The Kind Worth Killing

Going to Maine for the week had been Lily’s idea, suggested toward the end of our meeting at the Concord River Inn. She said it was important for me to know what went on up there, what Brad’s work schedule was like, how Miranda spent her days.

 

“With me up there, everything will be different,” I had said. “Miranda and Brad will act differently.”

 

“It doesn’t matter. I’m more interested in the work habits of the crew on your house. How many people are there on a regular basis? How often is Brad there alone? Just observe. The more information you get, the better off we’ll be.”

 

I’d agreed. The hardest part was clearing my schedule for a week. But I’d insisted, and Janine, my assistant, had managed to reschedule everything. The plan was that I’d go up to Kennewick late on a Friday and return to Boston nine days later on a Sunday afternoon. In a strange way I had begun to look forward to the extended time away, and I was secretly reveling in the idea that I would be putting Brad and Miranda’s affair on hold. I wondered what Brad’s reaction would be when Miranda told him. Even sitting there on my couch having broken the news to Miranda I felt the power shifting in my favor.

 

Miranda twitched and I turned to look at her in the flicker of the television’s eighty-four-inch screen. Her eyes were closed, her lips slightly parted. She had fallen asleep. I stared at her for a while instead of at the movie. Deep shadows accentuated her curves, and her face, cast in the TV’s light, seemed a black-and-white version of herself. Her mouth opened a little farther, a nerve fluttered in her temple. I was fascinated by her raw beauty while at the same time realizing that she would not age well. Her face, rounded and doll-like, would turn puffy, and her pinup body would sag. But she wouldn’t grow old, would she? I was going to kill her, wasn’t I? That was the plan, and the thought of doing it, and getting away with it, filled me with a sense of gratification and power, but also fear and sadness. I hated my wife, but I hated her because I had loved her once. Was I making a mistake that I would regret for the rest of my life? When I thought this way, when I began to be frightened by what I was planning to do, I wanted to make contact with Lily, to hear her talk about murder in her casual way, as though she were talking about throwing away an old couch. But we had agreed to not talk for a while, to not meet until I had spent my week in Maine, and that was another reason I was looking forward to that week in Kennewick. Each day was getting me one day closer to being back with Lily.

 

 

John, the hotel concierge who often manned the check-in desk, told me that Miranda was in the Livery, then offered to have my bags taken to the suite. I thanked him and went to find Miranda, navigating the narrow, Colonial-era stairs that pitched steeply toward the inn’s lower levels.

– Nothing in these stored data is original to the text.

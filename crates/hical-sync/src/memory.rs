//! In-process cloud backend for tests and offline runs.

use std::collections::BTreeMap;
use std::sync::atomic::{AtomicBool, Ordering};

use async_trait::async_trait;
use chrono::{DateTime, Utc};
use hical_core::{AppResult, TransportError};
use hical_events::Event;
use parking_lot::Mutex;

use crate::backend::{
    BackupReceipt, BackupSnapshot, CloudBackend, PullResponse, RemoteChange, UploadAck,
};

struct Stored {
    change: RemoteChange,
    received_at: DateTime<Utc>,
}

#[derive(Default)]
struct Remote {
    records: BTreeMap<String, Stored>,
    backups: Vec<BackupSnapshot>,
}

/// Keeps the newest version of each record, tombstones included.
#[derive(Default)]
pub struct MemoryCloudBackend {
    remote: Mutex<Remote>,
    unavailable: AtomicBool,
}

impl MemoryCloudBackend {
    pub fn new() -> Self {
        Self::default()
    }

    /// Make every call fail with a connection error.
    pub fn set_unavailable(&self, unavailable: bool) {
        self.unavailable.store(unavailable, Ordering::SeqCst);
    }

    /// Write a record as another device would.
    pub fn put(&self, change: RemoteChange) {
        store_newest(&mut self.remote.lock(), change, Utc::now());
    }

    pub fn get(&self, id: &str) -> Option<RemoteChange> {
        self.remote.lock().records.get(id).map(|s| s.change.clone())
    }

    /// Non-deleted events currently held.
    pub fn live_events(&self) -> Vec<Event> {
        live_events(&self.remote.lock())
    }

    pub fn backups(&self) -> Vec<BackupSnapshot> {
        self.remote.lock().backups.clone()
    }

    fn check_available(&self) -> Result<(), TransportError> {
        if self.unavailable.load(Ordering::SeqCst) {
            return Err(TransportError::ConnectionFailed(
                "cloud backend unavailable".to_string(),
            ));
        }
        Ok(())
    }
}

fn store_newest(remote: &mut Remote, change: RemoteChange, received_at: DateTime<Utc>) -> bool {
    if let Some(existing) = remote.records.get(&change.id) {
        if existing.change.updated_at > change.updated_at {
            return false;
        }
    }
    remote.records.insert(
        change.id.clone(),
        Stored {
            change,
            received_at,
        },
    );
    true
}

fn live_events(remote: &Remote) -> Vec<Event> {
    remote
        .records
        .values()
        .filter(|s| !s.change.deleted)
        .filter_map(|s| s.change.event.clone())
        .collect()
}

#[async_trait]
impl CloudBackend for MemoryCloudBackend {
    async fn upload(&self, changes: &[RemoteChange]) -> AppResult<UploadAck> {
        self.check_available()?;
        let now = Utc::now();
        let mut remote = self.remote.lock();
        for change in changes {
            if !store_newest(&mut remote, change.clone(), now) {
                tracing::debug!(id = %change.id, "Ignoring stale upload");
            }
        }
        Ok(UploadAck {
            accepted: changes.len(),
            server_time: now,
        })
    }

    async fn download(&self, since: Option<DateTime<Utc>>) -> AppResult<PullResponse> {
        self.check_available()?;
        let now = Utc::now();
        let remote = self.remote.lock();
        let mut stored: Vec<&Stored> = remote
            .records
            .values()
            .filter(|s| since.map_or(true, |since| s.received_at > since))
            .collect();
        stored.sort_by_key(|s| s.received_at);
        Ok(PullResponse {
            changes: stored.into_iter().map(|s| s.change.clone()).collect(),
            server_time: Some(now),
        })
    }

    async fn create_backup(&self) -> AppResult<BackupReceipt> {
        self.check_available()?;
        let mut remote = self.remote.lock();
        let snapshot = BackupSnapshot {
            events: live_events(&remote),
            backup_timestamp: Utc::now(),
            version: "1.0".to_string(),
        };
        remote.backups.push(snapshot.clone());
        Ok(BackupReceipt {
            events_count: snapshot.events.len(),
            snapshot,
        })
    }

    async fn restore(&self, snapshot: &BackupSnapshot) -> AppResult<()> {
        self.check_available()?;
        let now = Utc::now();
        let mut remote = self.remote.lock();
        remote.records.clear();
        for event in &snapshot.events {
            store_newest(&mut remote, RemoteChange::upsert(event.clone()), now);
        }
        Ok(())
    }
}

The tavern, named for the livery stable it had once been, had stone floors, a stone fireplace, and a long oak bar that curved like the lines of a yacht. Miranda was alone at the bar but talking animatedly to the tattooed bartender, whose name was either Sid or Cindy. I could never remember.

 

I interrupted them, kissed my wife, noting the absence of the taste of cigarettes on her mouth, then ordered a Hendrick’s martini. I shed my wool blazer, soaked from the walk from the car to the inn. It had been drizzling in Boston, but in Maine, the rain had become biblical, my wipers on full speed barely able to clear the windshield.

 

“You’re soaked,” Miranda said.

 

“It’s pouring.”

 

“I had no idea. I haven’t been outside all day.”

 

Sid/Cindy was delivering my drink. “She lives the life, your wife,” she said and laughed hoarsely as she said it.

 

“I know she does.” I turned to Miranda. “What did you do all day?”

 

“It wasn’t an entire waste. I made decisions on furniture for all the guestrooms, and I got a massage, and I waited, with bated breath, for my husband. Oh, I almost forgot.” She held up her nearly empty beer. “To one whole week.” I clinked it with my glass of cold gin and took a long sip, the drink instantly making me feel warmer. “Have you eaten?” Miranda asked.

 

I told her that I hadn’t, and flipped open a menu to take a look.